### WHAT YOU HAVE TO DO
Set down exactly the first line of the entries and every line after it, through the line with "resolved against the".

Stored data entries
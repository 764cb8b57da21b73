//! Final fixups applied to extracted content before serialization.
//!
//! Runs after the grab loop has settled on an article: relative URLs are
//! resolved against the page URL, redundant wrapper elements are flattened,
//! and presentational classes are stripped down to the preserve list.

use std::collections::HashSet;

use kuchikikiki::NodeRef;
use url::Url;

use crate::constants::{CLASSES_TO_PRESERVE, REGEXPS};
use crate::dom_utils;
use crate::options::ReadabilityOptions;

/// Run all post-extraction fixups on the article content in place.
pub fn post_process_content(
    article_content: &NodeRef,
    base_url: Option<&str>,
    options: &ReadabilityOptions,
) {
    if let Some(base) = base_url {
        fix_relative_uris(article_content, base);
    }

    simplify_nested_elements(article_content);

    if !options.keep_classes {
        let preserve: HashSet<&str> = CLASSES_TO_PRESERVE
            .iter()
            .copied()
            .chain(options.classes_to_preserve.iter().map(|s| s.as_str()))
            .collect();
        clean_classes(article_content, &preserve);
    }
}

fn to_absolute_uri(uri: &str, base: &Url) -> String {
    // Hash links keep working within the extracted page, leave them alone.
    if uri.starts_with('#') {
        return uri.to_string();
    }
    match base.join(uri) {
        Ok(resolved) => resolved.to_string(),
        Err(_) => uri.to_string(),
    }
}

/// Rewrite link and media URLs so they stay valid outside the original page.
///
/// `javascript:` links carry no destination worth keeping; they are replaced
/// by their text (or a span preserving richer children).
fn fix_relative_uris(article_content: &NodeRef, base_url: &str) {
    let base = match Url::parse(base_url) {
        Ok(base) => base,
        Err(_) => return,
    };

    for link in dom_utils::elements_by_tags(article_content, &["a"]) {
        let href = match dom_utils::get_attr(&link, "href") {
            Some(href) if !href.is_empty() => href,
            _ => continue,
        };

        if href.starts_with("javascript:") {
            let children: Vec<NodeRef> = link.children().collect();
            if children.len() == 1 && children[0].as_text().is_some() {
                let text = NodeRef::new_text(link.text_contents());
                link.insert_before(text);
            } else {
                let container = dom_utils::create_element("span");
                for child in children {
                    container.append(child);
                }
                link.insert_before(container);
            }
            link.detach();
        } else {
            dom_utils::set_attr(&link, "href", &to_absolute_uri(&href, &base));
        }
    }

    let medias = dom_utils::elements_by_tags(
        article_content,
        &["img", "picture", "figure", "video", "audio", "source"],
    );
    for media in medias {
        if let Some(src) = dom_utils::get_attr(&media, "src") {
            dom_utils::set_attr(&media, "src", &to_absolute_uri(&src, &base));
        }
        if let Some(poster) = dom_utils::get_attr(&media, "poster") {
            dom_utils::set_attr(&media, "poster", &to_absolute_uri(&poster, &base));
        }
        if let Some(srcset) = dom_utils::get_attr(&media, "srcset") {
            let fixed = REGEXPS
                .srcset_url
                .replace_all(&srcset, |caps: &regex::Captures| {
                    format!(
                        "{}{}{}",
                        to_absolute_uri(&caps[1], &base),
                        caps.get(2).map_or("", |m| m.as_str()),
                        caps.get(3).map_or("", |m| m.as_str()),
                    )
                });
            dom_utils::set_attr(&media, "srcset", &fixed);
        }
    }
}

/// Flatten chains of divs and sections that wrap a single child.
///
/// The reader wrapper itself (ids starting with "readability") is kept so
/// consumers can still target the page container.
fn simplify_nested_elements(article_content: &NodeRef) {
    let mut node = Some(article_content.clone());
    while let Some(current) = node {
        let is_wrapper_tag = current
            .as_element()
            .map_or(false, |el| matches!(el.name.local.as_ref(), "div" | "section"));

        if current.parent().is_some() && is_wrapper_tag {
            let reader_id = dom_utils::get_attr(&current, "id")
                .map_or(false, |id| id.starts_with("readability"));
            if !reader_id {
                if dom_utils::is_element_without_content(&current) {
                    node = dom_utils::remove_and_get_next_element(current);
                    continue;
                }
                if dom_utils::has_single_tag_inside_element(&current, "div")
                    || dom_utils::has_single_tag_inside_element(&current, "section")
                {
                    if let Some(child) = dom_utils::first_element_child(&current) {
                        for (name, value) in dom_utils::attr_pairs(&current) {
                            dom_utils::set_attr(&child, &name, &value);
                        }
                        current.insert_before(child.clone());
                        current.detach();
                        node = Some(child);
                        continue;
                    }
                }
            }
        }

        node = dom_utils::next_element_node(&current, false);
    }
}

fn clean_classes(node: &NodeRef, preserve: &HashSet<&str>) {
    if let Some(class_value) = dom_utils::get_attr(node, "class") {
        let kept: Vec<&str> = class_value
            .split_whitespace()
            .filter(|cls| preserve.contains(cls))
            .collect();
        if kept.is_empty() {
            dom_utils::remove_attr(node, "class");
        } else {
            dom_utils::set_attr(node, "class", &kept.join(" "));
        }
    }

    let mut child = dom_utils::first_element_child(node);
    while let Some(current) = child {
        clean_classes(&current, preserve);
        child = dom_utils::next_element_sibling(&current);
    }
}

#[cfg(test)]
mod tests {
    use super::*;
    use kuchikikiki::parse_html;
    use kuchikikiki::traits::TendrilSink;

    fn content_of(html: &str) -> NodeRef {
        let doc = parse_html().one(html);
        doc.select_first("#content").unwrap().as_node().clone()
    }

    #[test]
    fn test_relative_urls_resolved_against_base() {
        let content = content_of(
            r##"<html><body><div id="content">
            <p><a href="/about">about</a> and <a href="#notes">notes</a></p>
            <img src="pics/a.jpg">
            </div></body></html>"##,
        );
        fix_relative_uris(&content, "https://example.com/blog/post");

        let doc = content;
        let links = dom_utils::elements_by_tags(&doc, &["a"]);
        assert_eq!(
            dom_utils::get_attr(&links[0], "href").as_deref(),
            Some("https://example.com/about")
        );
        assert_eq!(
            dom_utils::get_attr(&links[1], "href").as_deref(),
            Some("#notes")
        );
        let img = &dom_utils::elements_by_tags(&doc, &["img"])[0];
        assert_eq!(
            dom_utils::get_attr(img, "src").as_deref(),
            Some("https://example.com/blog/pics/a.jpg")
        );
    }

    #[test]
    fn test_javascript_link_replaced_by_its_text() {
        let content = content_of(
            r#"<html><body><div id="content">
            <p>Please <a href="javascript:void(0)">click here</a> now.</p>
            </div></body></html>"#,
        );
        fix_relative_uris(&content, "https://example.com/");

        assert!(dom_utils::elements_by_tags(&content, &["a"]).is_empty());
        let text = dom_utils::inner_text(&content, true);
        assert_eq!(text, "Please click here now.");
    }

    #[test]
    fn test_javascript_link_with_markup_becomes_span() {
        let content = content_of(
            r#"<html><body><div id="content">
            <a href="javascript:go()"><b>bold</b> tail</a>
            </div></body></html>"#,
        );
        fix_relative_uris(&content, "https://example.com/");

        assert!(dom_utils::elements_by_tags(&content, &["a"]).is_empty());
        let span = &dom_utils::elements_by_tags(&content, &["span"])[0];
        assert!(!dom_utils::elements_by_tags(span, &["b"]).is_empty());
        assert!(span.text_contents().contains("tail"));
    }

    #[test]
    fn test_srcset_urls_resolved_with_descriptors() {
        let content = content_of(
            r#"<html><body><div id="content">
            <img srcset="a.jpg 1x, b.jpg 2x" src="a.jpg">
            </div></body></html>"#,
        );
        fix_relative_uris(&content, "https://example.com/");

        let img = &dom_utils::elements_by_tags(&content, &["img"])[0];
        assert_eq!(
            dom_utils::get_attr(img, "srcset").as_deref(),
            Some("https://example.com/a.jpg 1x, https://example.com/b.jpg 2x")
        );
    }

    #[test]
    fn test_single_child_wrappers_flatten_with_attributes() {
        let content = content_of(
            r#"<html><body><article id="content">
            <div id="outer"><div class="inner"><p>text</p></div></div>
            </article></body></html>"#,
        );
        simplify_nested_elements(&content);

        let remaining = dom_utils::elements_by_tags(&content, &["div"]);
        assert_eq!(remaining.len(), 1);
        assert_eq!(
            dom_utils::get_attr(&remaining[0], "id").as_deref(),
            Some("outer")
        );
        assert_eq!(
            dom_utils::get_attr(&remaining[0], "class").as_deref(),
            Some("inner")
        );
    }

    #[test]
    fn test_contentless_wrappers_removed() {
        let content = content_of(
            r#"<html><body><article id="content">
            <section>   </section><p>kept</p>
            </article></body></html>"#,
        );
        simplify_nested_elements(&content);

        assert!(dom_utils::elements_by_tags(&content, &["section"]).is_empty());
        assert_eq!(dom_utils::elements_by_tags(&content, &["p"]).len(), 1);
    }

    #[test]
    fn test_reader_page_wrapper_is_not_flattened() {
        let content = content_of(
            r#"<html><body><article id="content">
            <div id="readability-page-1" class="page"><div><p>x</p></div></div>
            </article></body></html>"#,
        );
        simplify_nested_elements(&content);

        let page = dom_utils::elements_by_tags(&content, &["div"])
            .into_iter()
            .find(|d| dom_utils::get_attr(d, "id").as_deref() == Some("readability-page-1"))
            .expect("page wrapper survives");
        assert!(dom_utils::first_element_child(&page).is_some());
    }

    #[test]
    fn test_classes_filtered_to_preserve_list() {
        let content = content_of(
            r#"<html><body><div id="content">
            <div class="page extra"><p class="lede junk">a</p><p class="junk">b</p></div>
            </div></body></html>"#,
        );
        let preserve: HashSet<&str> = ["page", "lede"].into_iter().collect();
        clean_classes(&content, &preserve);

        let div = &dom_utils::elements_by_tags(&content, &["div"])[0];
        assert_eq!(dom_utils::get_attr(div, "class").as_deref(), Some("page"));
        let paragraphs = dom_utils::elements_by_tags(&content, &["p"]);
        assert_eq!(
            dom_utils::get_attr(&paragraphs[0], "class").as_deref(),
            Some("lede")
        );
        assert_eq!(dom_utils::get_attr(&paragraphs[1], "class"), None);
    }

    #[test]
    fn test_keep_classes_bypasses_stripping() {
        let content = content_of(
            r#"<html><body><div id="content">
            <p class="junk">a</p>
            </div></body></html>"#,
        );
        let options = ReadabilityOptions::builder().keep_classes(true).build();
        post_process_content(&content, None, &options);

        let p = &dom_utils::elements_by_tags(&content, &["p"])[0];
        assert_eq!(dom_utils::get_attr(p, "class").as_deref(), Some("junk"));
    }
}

### SOLUTION TO THIS EXERCISE
repository 764cb8b57da21b73
//! Final fixups applied to extracted content before serialization.
//!
//! Runs after the grab loop has settled on an article: relative URLs are
//! resolved against the page URL, redundant wrapper elements are flattened,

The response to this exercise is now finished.